(Saved data entries)

++++++

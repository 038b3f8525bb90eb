// Property-based coverage of the aggregation engine: the summaries every
// exporter prints must stay derivable from, and equal to, the line items.

use chrono::{Duration, NaiveDate, TimeZone, Utc};
use proptest::prelude::*;
use rust_decimal::Decimal;
use rust_decimal_macros::dec;

use stocksight::modules::reports::models::StockStatus;
use stocksight::modules::reports::services::aggregation;
use stocksight::modules::upstream::models::{Sale, SaleItem, SaleStatus};

fn completed_sale(day_offset: i64, cents: i64, customer_id: i64) -> Sale {
    let base = NaiveDate::from_ymd_opt(2025, 3, 1).unwrap() + Duration::days(day_offset);
    Sale {
        id: day_offset * 1000 + customer_id,
        customer_id: Some(customer_id),
        customer_name: Some(format!("Customer {}", customer_id)),
        sale_date: Utc.from_utc_datetime(&base.and_hms_opt(10, 30, 0).unwrap()),
        total_amount: Decimal::new(cents, 2),
        status: SaleStatus::Completed,
        payment_method: "Cash".to_string(),
        items: vec![],
    }
}

proptest! {
    /// Summary totals always equal the sum over the daily series
    #[test]
    fn summary_reconciles_with_daily_series(
        amounts in prop::collection::vec((0i64..30, 1i64..500_000), 0..40)
    ) {
        let sales: Vec<Sale> = amounts
            .iter()
            .enumerate()
            .map(|(i, (day, cents))| completed_sale(*day, *cents, i as i64 + 1))
            .collect();

        let start = NaiveDate::from_ymd_opt(2025, 3, 1).unwrap();
        let end = NaiveDate::from_ymd_opt(2025, 3, 30).unwrap();
        let series = aggregation::daily_series(start, end, &sales);
        let summary = aggregation::sales_summary(&series);

        let series_total: Decimal = series.iter().map(|d| d.total_amount).sum();
        let series_orders: i64 = series.iter().map(|d| d.order_count).sum();

        prop_assert_eq!(summary.total_sales, series_total);
        prop_assert_eq!(summary.total_orders, series_orders);
        prop_assert_eq!(summary.total_orders, sales.len() as i64);
    }

    /// The daily series is gap-free and exactly spans the range
    #[test]
    fn daily_series_is_gap_free(
        amounts in prop::collection::vec((0i64..30, 1i64..500_000), 0..40),
        span_days in 0i64..60
    ) {
        let sales: Vec<Sale> = amounts
            .iter()
            .enumerate()
            .map(|(i, (day, cents))| completed_sale(*day, *cents, i as i64 + 1))
            .collect();

        let start = NaiveDate::from_ymd_opt(2025, 3, 1).unwrap();
        let end = start + Duration::days(span_days);
        let series = aggregation::daily_series(start, end, &sales);

        prop_assert_eq!(series.len() as i64, span_days + 1);
        for (offset, entry) in series.iter().enumerate() {
            prop_assert_eq!(entry.date, start + Duration::days(offset as i64));
        }
    }

    /// Ranking twice over the same input yields the same list, and the
    /// list is descending and never longer than n
    #[test]
    fn top_customers_ranking_is_stable_and_bounded(
        amounts in prop::collection::vec((0i64..10, 1i64..100_000, 1i64..8), 0..30),
        n in 1usize..12
    ) {
        let sales: Vec<Sale> = amounts
            .iter()
            .map(|(day, cents, customer)| completed_sale(*day, *cents, *customer))
            .collect();

        let first = aggregation::top_customers(&sales, &[], n);
        let second = aggregation::top_customers(&sales, &[], n);

        prop_assert_eq!(&first, &second);
        prop_assert!(first.len() <= n);
        for pair in first.windows(2) {
            prop_assert!(pair[0].total_amount >= pair[1].total_amount);
        }
    }

    /// Growth of a month after a positive month matches the formula
    #[test]
    fn monthly_growth_matches_formula(
        january in 1i64..1_000_000,
        february in 0i64..1_000_000
    ) {
        let sales = vec![
            month_sale(1, january),
            month_sale(2, february),
        ];
        let months = aggregation::monthly_revenue(2025, &sales);

        let jan = Decimal::new(january, 2);
        let feb = Decimal::new(february, 2);
        let expected = ((feb - jan) / jan * Decimal::from(100)).round_dp(2);

        prop_assert_eq!(months[0].growth_percent, Decimal::ZERO);
        prop_assert_eq!(months[1].growth_percent, expected);
    }
}

fn month_sale(month: u32, cents: i64) -> Sale {
    let date = NaiveDate::from_ymd_opt(2025, month, 15).unwrap();
    Sale {
        id: i64::from(month),
        customer_id: Some(1),
        customer_name: None,
        sale_date: Utc.from_utc_datetime(&date.and_hms_opt(9, 0, 0).unwrap()),
        total_amount: Decimal::new(cents, 2),
        status: SaleStatus::Completed,
        payment_method: "Card".to_string(),
        items: vec![],
    }
}

/// Stock status boundary table
#[test]
fn test_stock_status_boundaries() {
    assert_eq!(StockStatus::of(0, 10), StockStatus::OutOfStock);
    assert_eq!(StockStatus::of(0, 0), StockStatus::OutOfStock);
    assert_eq!(StockStatus::of(1, 10), StockStatus::Low);
    assert_eq!(StockStatus::of(10, 10), StockStatus::Low);
    assert_eq!(StockStatus::of(11, 10), StockStatus::Normal);
    assert_eq!(StockStatus::of(5, 0), StockStatus::Normal);
}

/// Line-item net revenue uses the discounted unit price
#[test]
fn test_line_item_net_amount() {
    let item = SaleItem {
        product_id: 1,
        product_name: None,
        quantity: 3,
        unit_price: dec!(10.00),
        discount: dec!(1.50),
    };
    assert_eq!(item.net_amount(), dec!(25.50));
}

/// Pending and cancelled sales never reach financial aggregates
#[test]
fn test_non_completed_sales_are_excluded_everywhere() {
    let mut pending = completed_sale(0, 10_000, 1);
    pending.status = SaleStatus::Pending;
    let mut cancelled = completed_sale(1, 20_000, 2);
    cancelled.status = SaleStatus::Cancelled;
    let sales = vec![pending, cancelled];

    let start = NaiveDate::from_ymd_opt(2025, 3, 1).unwrap();
    let series = aggregation::daily_series(start, start + Duration::days(2), &sales);
    assert!(series.iter().all(|d| d.order_count == 0));

    assert!(aggregation::top_customers(&sales, &[], 10).is_empty());
    assert!(aggregation::revenue_by_payment_method(&sales).is_empty());

    let months = aggregation::monthly_revenue(2025, &sales);
    assert!(months.iter().all(|m| m.revenue == Decimal::ZERO));
}
mod gateway;

pub use gateway::{DateRange, HttpUpstreamGateway, UpstreamDataSource};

++++++

:: What this task involves ::
Reproduce every line above, keeping each word exactly as it appears.

:: Result ::
repository 038b3f8525bb90eb
// Property-based coverage of the aggregation engine: the summaries every
// exporter prints must stay derivable from, and equal to, the line items.

use chrono::{Duration, NaiveDate, TimeZone, Utc};
use proptest::prelude::*;
use rust_decimal::Decimal;
use rust_decimal_macros::dec;

use stocksight::modules::reports::models::StockStatus;
use stocksight::modules::reports::services::aggregation;
use stocksight::modules::upstream::models::{Sale, SaleItem, SaleStatus};

fn completed_sale(day_offset: i64, cents: i64, customer_id: i64) -> Sale {
    let base = NaiveDate::from_ymd_opt(2025, 3, 1).unwrap() + Duration::days(day_offset);
    Sale {
        id: day_offset * 1000 + customer_id,
        customer_id: Some(customer_id),
        customer_name: Some(format!("Customer {}", customer_id)),
        sale_date: Utc.from_utc_datetime(&base.and_hms_opt(10, 30, 0).unwrap()),
        total_amount: Decimal::new(cents, 2),
        status: SaleStatus::Completed,
        payment_method: "Cash".to_string(),
        items: vec![],
    }
}

proptest! {
    /// Summary totals always equal the sum over the daily series
    #[test]
    fn summary_reconciles_with_daily_series(
        amounts in prop::collection::vec((0i64..30, 1i64..500_000), 0..40)
    ) {
        let sales: Vec<Sale> = amounts
            .iter()
            .enumerate()
            .map(|(i, (day, cents))| completed_sale(*day, *cents, i as i64 + 1))
            .collect();

        let start = NaiveDate::from_ymd_opt(2025, 3, 1).unwrap();
        let end = NaiveDate::from_ymd_opt(2025, 3, 30).unwrap();
        let series = aggregation::daily_series(start, end, &sales);
        let summary = aggregation::sales_summary(&series);

        let series_total: Decimal = series.iter().map(|d| d.total_amount).sum();
        let series_orders: i64 = series.iter().map(|d| d.order_count).sum();

        prop_assert_eq!(summary.total_sales, series_total);
        prop_assert_eq!(summary.total_orders, series_orders);
        prop_assert_eq!(summary.total_orders, sales.len() as i64);
    }

    /// The daily series is gap-free and exactly spans the range
    #[test]
    fn daily_series_is_gap_free(
        amounts in prop::collection::vec((0i64..30, 1i64..500_000), 0..40),
        span_days in 0i64..60
    ) {
        let sales: Vec<Sale> = amounts
            .iter()
            .enumerate()
            .map(|(i, (day, cents))| completed_sale(*day, *cents, i as i64 + 1))
            .collect();

        let start = NaiveDate::from_ymd_opt(2025, 3, 1).unwrap();
        let end = start + Duration::days(span_days);
        let series = aggregation::daily_series(start, end, &sales);

        prop_assert_eq!(series.len() as i64, span_days + 1);
        for (offset, entry) in series.iter().enumerate() {
            prop_assert_eq!(entry.date, start + Duration::days(offset as i64));
        }
    }

    /// Ranking twice over the same input yields the same list, and the
    /// list is descending and never longer than n
    #[test]
    fn top_customers_ranking_is_stable_and_bounded(
        amounts in prop::collection::vec((0i64..10, 1i64..100_000, 1i64..8), 0..30),
        n in 1usize..12
    ) {
        let sales: Vec<Sale> = amounts
            .iter()
            .map(|(day, cents, customer)| completed_sale(*day, *cents, *customer))
            .collect();

        let first = aggregation::top_customers(&sales, &[], n);
        let second = aggregation::top_customers(&sales, &[], n);

        prop_assert_eq!(&first, &second);
        prop_assert!(first.len() <= n);
        for pair in first.windows(2) {
            prop_assert!(pair[0].total_amount >= pair[1].total_amount);
        }
    }

    /// Growth of a month after a positive month matches the formula
    #[test]
    fn monthly_growth_matches_formula(
        january in 1i64..1_000_000,
        february in 0i64..1_000_000
    ) {
        let sales = vec![
            month_sale(1, january),
            month_sale(2, february),
        ];
        let months = aggregation::monthly_revenue(2025, &sales);

        let jan = Decimal::new(january, 2);
        let feb = Decimal::new(february, 2);
        let expected = ((feb - jan) / jan * Decimal::from(100)).round_dp(2);

        prop_assert_eq!(months[0].growth_percent, Decimal::ZERO);
        prop_assert_eq!(months[1].growth_percent, expected);
    }
}

fn month_sale(month: u32, cents: i64) -> Sale {
    let date = NaiveDate::from_ymd_opt(2025, month, 15).unwrap();
    Sale {
        id: i64::from(month),
        customer_id: Some(1),
        customer_name: None,
        sale_date: Utc.from_utc_datetime(&date.and_hms_opt(9, 0, 0).unwrap()),
        total_amount: Decimal::new(cents, 2),
        status: SaleStatus::Completed,
        payment_method: "Card".to_string(),
        items: vec![],
    }
}

/// Stock status boundary table
#[test]
fn test_stock_status_boundaries() {
    assert_eq!(StockStatus::of(0, 10), StockStatus::OutOfStock);
    assert_eq!(StockStatus::of(0, 0), StockStatus::OutOfStock);
    assert_eq!(StockStatus::of(1, 10), StockStatus::Low);
    assert_eq!(StockStatus::of(10, 10), StockStatus::Low);
    assert_eq!(StockStatus::of(11, 10), StockStatus::Normal);
    assert_eq!(StockStatus::of(5, 0), StockStatus::Normal);
}

/// Line-item net revenue uses the discounted unit price
#[test]
fn test_line_item_net_amount() {
    let item = SaleItem {
        product_id: 1,
        product_name: None,
        quantity: 3,
        unit_price: dec!(10.00),
        discount: dec!(1.50),
    };
    assert_eq!(item.net_amount(), dec!(25.50));
}

/// Pending and cancelled sales never reach financial aggregates
#[test]
fn test_non_completed_sales_are_excluded_everywhere() {
    let mut pending = completed_sale(0, 10_000, 1);
    pending.status = SaleStatus::Pending;
    let mut cancelled = completed_sale(1, 20_000, 2);
    cancelled.status = SaleStatus::Cancelled;
    let sales = vec![pending, cancelled];

    let start = NaiveDate::from_ymd_opt(2025, 3, 1).unwrap();
    let series = aggregation::daily_series(start, start + Duration::days(2), &sales);
    assert!(series.iter().all(|d| d.order_count == 0));

    assert!(aggregation::top_customers(&sales, &[], 10).is_empty());
    assert!(aggregation::revenue_by_payment_method(&sales).is_empty());

    let months = aggregation::monthly_revenue(2025, &sales);
    assert!(months.iter().all(|m| m.revenue == Decimal::ZERO));
}
mod gateway;

pub use gateway::{DateRange, HttpUpstreamGateway, UpstreamDataSource};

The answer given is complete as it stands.